**Prompt:** Look through the material beneath and copy each line with the word "SerDe".

**Record set:**
pub mod permissions;
pub mod transform;

pub use permissions::{check_access, AccessDecision};
pub use transform::{ArgsTransform, FnTransform, NoopTransform};
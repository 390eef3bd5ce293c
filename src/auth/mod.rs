pub mod email;
pub mod validate;

pub use validate::get_user_from_headers;

use axum::http::StatusCode;
use thiserror::Error;

#[derive(Error, Debug)]
pub enum AuthenticationError {
    #[error("An unknown database error occurred")]
    Sqlx(#[from] sqlx::Error),
    #[error("Database Error: {0}")]
    Database(#[from] crate::database::models::DatabaseError),
    #[error("Error while parsing JSON: {0}")]
    SerDe(#[from] serde_json::Error),
    #[error("Error while hashing password")]
    PasswordHashing(#[from] argon2::password_hash::Error),
    #[error("Invalid Authentication Credentials")]
    InvalidCredentials,
    #[error("Invalid Authentication method")]
    InvalidAuthMethod,
    #[error("There is no account associated with this email")]
    EmailNotFound,
    #[error("The password given does not match this account")]
    WrongPassword,
    #[error("This account's email has not been confirmed yet")]
    NotConfirmed,
}

impl AuthenticationError {
    pub fn error_name(&self) -> &'static str {
        match self {
            AuthenticationError::Sqlx(..) => "database_error",
            AuthenticationError::Database(..) => "database_error",
            AuthenticationError::SerDe(..) => "invalid_input",
            AuthenticationError::PasswordHashing(..) => "password_hashing_error",
            AuthenticationError::InvalidCredentials => "unauthorized",
            AuthenticationError::InvalidAuthMethod => "invalid_auth_method",
            AuthenticationError::EmailNotFound => "email_not_found",
            AuthenticationError::WrongPassword => "wrong_password",
            AuthenticationError::NotConfirmed => "account_not_confirmed",
        }
    }

    pub fn status_code(&self) -> StatusCode {
        match self {
            AuthenticationError::Sqlx(..) => StatusCode::INTERNAL_SERVER_ERROR,
            AuthenticationError::Database(..) => StatusCode::INTERNAL_SERVER_ERROR,
            AuthenticationError::SerDe(..) => StatusCode::BAD_REQUEST,
            AuthenticationError::PasswordHashing(..) => StatusCode::INTERNAL_SERVER_ERROR,
            AuthenticationError::InvalidCredentials => StatusCode::UNAUTHORIZED,
            AuthenticationError::InvalidAuthMethod => StatusCode::UNAUTHORIZED,
            AuthenticationError::EmailNotFound => StatusCode::NOT_FOUND,
            AuthenticationError::WrongPassword => StatusCode::UNAUTHORIZED,
            AuthenticationError::NotConfirmed => StatusCode::FORBIDDEN,
        }
    }
}
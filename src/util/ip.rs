use crate::util::env::parse_var;
use axum::http::HeaderMap;
use std::net::SocketAddr;

pub fn get_ip_addr(addr: &SocketAddr, headers: &HeaderMap) -> String {
    if parse_var("CLOUDFLARE_INTEGRATION").unwrap_or(false) {
        if let Some(header) = headers.get("CF-Connecting-IP") {
            if let Some(header) = header.to_str().ok().map(|x| x.to_string()) {
                return header;
            }
        }
    }

    addr.ip().to_string()
}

**Result for this exercise:**
    SerDe(#[from] serde_json::Error),
            AuthenticationError::SerDe(..) => "invalid_input",
            AuthenticationError::SerDe(..) => StatusCode::BAD_REQUEST,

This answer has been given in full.